▶ **Task**
From the entries below, transcribe exactly the lines between the line holding "let service = RagService::from_settings(&settings)?;" and the line holding "let record = match", inclusive; skip all other lines.

▶ **Available records**
//! Ask command implementation.

use crate::cli::preflight::{self, Operation};
use crate::cli::{Output, SourceArgs};
use crate::config::Settings;
use crate::extract::SourceKind;
use crate::pipeline::RagService;
use anyhow::{anyhow, Result};

/// Index a source, then answer one question about it.
pub async fn run_ask(
    question: &str,
    source: &SourceArgs,
    force_refresh: bool,
    settings: Settings,
) -> Result<()> {
    let source = source
        .descriptor()
        .ok_or_else(|| anyhow!("one of --pdf, --file, --text or --video is required"))?;

    let operation = match source.kind() {
        SourceKind::Video => Operation::AskVideo,
        _ => Operation::Ask,
    };
    if let Err(e) = preflight::check(operation, &settings) {
        Output::error(&format!("{}", e));
        Output::info("Run 'docqa doctor' for detailed diagnostics.");
        return Err(e.into());
    }

    let service = RagService::from_settings(&settings)?;

    let spinner = Output::spinner(&format!("Indexing {}...", source.label()));
    let handle = match service.ingest(&source, force_refresh).await {
        Ok(handle) => handle,
        Err(e) => {
            spinner.finish_and_clear();
            Output::error(&format!("Failed to index source: {}", e));
            return Err(e.into());
        }
    };

    spinner.set_message("Generating answer...");
    let record = match service.answer(question, Some(&handle)).await {
        Ok(record) => record,
        Err(e) => {
            spinner.finish_and_clear();
            Output::error(&format!("Failed to generate answer: {}", e));
            return Err(e.into());
        }
    };
    spinner.finish_and_clear();

    println!("\n{}\n", record.answer);

    if !record.passages.is_empty() {
        Output::header("Sources");
        for (i, (source, scored)) in record.sources.iter().zip(&record.passages).enumerate() {
            Output::source(i + 1, source, &scored.passage.text);
        }
    }

    Ok(())
}
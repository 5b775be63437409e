//! HTTP API over the RAG service.
//!
//! Every endpoint maps onto one [`RagService`] operation; request and
//! response bodies are JSON and errors are `{"error": "<message>"}`.

use crate::error::DocqaError;
use crate::index::{DocumentHandle, IndexInfo, StorePolicy};
use crate::pipeline::RagService;
use axum::{
    extract::State,
    http::{HeaderValue, StatusCode},
    response::{IntoResponse, Response},
    routing::{get, post},
    Json, Router,
};
use serde::{Deserialize, Serialize};
use std::path::PathBuf;
use std::sync::Arc;
use tower_http::cors::{AllowHeaders, AllowMethods, AllowOrigin, Any, CorsLayer};
use tracing::{error, warn};

/// Shared application state.
struct AppState {
    service: Arc<RagService>,
}

/// Build the API router.
pub fn router(service: Arc<RagService>, allowed_origins: &str) -> Router {
    let state = Arc::new(AppState { service });

    Router::new()
        .route("/health", get(health))
        .route("/prepare", post(prepare))
        .route("/ask", post(ask))
        .route("/documents/pdf", post(ingest_pdf))
        .route("/documents/text-file", post(ingest_text_file))
        .route("/documents/text", post(ingest_text))
        .route("/indexes", get(list_indexes))
        .layer(cors_layer(allowed_origins))
        .with_state(state)
}

/// CORS for `allowed_origins`: `"*"` allows any origin without credentials,
/// a comma-separated list allows exactly those origins with credentials.
pub fn cors_layer(allowed_origins: &str) -> CorsLayer {
    if allowed_origins.trim() == "*" {
        return CorsLayer::new()
            .allow_origin(Any)
            .allow_methods(Any)
            .allow_headers(Any);
    }

    let origins: Vec<HeaderValue> = allowed_origins
        .split(',')
        .map(str::trim)
        .filter(|origin| !origin.is_empty() && *origin != "*")
        .filter_map(|origin| match HeaderValue::from_str(origin) {
            Ok(value) => Some(value),
            Err(_) => {
                warn!("Ignoring invalid CORS origin: {}", origin);
                None
            }
        })
        .collect();

    CorsLayer::new()
        .allow_origin(AllowOrigin::list(origins))
        .allow_methods(AllowMethods::mirror_request())
        .allow_headers(AllowHeaders::mirror_request())
        .allow_credentials(true)
}

// === Request/Response Types ===

#[derive(Deserialize)]
struct PrepareRequest {
    youtube_url: String,
    #[serde(default)]
    force_refresh: bool,
}

#[derive(Serialize)]
struct PrepareResponse {
    status: &'static str,
    document_id: DocumentHandle,
}

#[derive(Deserialize)]
struct AskRequest {
    question: String,
    #[serde(default)]
    youtube_url: Option<String>,
    #[serde(default)]
    document_id: Option<String>,
}

#[derive(Serialize)]
struct AskResponse {
    answer: String,
    sources: Vec<String>,
}

#[derive(Deserialize)]
struct PathRequest {
    path: PathBuf,
}

#[derive(Deserialize)]
struct TextRequest {
    text: String,
}

#[derive(Serialize)]
struct DocumentResponse {
    document_id: DocumentHandle,
}

#[derive(Serialize)]
struct IndexListResponse {
    policy: StorePolicy,
    indexes: Vec<IndexInfo>,
}

#[derive(Serialize)]
struct ErrorResponse {
    error: String,
}

/// A pipeline error rendered as an HTTP response.
struct ApiError(DocqaError);

impl From<DocqaError> for ApiError {
    fn from(err: DocqaError) -> Self {
        Self(err)
    }
}

impl IntoResponse for ApiError {
    fn into_response(self) -> Response {
        let status = status_for(&self.0);
        if status.is_server_error() {
            error!("Request failed: {}", self.0);
        }
        (
            status,
            Json(ErrorResponse {
                error: self.0.to_string(),
            }),
        )
            .into_response()
    }
}

/// HTTP status for a pipeline error.
pub fn status_for(err: &DocqaError) -> StatusCode {
    match err {
        DocqaError::UnknownHandle(_) | DocqaError::NoIndex | DocqaError::SourceNotFound(_) => {
            StatusCode::NOT_FOUND
        }
        DocqaError::EmptyInput(_) => StatusCode::UNPROCESSABLE_ENTITY,
        DocqaError::InvalidSource(_) | DocqaError::Config(_) => StatusCode::BAD_REQUEST,
        DocqaError::Extraction(_)
        | DocqaError::TranscriptUnavailable(_)
        | DocqaError::Generation(_)
        | DocqaError::Embedding(_)
        | DocqaError::OpenAI(_)
        | DocqaError::Http(_) => StatusCode::BAD_GATEWAY,
        DocqaError::EmbeddingMismatch { .. }
        | DocqaError::Io(_)
        | DocqaError::Json(_)
        | DocqaError::TomlParse(_) => StatusCode::INTERNAL_SERVER_ERROR,
    }
}

// === Handlers ===

async fn health() -> impl IntoResponse {
    Json(serde_json::json!({ "status": "ok" }))
}

async fn prepare(
    State(state): State<Arc<AppState>>,
    Json(req): Json<PrepareRequest>,
) -> Result<Json<PrepareResponse>, ApiError> {
    let document_id = state
        .service
        .ingest_from_video(&req.youtube_url, req.force_refresh)
        .await?;

    Ok(Json(PrepareResponse {
        status: "ready",
        document_id,
    }))
}

async fn ask(
    State(state): State<Arc<AppState>>,
    Json(req): Json<AskRequest>,
) -> Result<Json<AskResponse>, ApiError> {
    let handle = match (req.youtube_url, req.document_id) {
        (Some(_), Some(_)) => {
            return Err(DocqaError::InvalidSource(
                "provide either youtube_url or document_id, not both".to_string(),
            )
            .into())
        }
        (Some(url), None) => Some(state.service.ingest_from_video(&url, false).await?),
        (None, Some(id)) => Some(DocumentHandle::from(id)),
        (None, None) => None,
    };

    let (answer, sources) = state
        .service
        .answer(&req.question, handle.as_ref())
        .await?
        .into_parts();

    Ok(Json(AskResponse { answer, sources }))
}

async fn ingest_pdf(
    State(state): State<Arc<AppState>>,
    Json(req): Json<PathRequest>,
) -> Result<Json<DocumentResponse>, ApiError> {
    let document_id = state.service.ingest_from_pdf(&req.path).await?;
    Ok(Json(DocumentResponse { document_id }))
}

async fn ingest_text_file(
    State(state): State<Arc<AppState>>,
    Json(req): Json<PathRequest>,
) -> Result<Json<DocumentResponse>, ApiError> {
    let document_id = state.service.ingest_from_text_file(&req.path).await?;
    Ok(Json(DocumentResponse { document_id }))
}

async fn ingest_text(
    State(state): State<Arc<AppState>>,
    Json(req): Json<TextRequest>,
) -> Result<Json<DocumentResponse>, ApiError> {
    let document_id = state.service.ingest_from_plain_text(&req.text).await?;
    Ok(Json(DocumentResponse { document_id }))
}

async fn list_indexes(State(state): State<Arc<AppState>>) -> impl IntoResponse {
    let store = state.service.store();
    Json(IndexListResponse {
        policy: store.policy(),
        indexes: store.list().await,
    })
}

▶ **Solution below**
    let service = RagService::from_settings(&settings)?;

    let spinner = Output::spinner(&format!("Indexing {}...", source.label()));
    let handle = match service.ingest(&source, force_refresh).await {
        Ok(handle) => handle,
        Err(e) => {
            spinner.finish_and_clear();
            Output::error(&format!("Failed to index source: {}", e));
            return Err(e.into());
        }
    };

    spinner.set_message("Generating answer...");
    let record = match service.answer(question, Some(&handle)).await {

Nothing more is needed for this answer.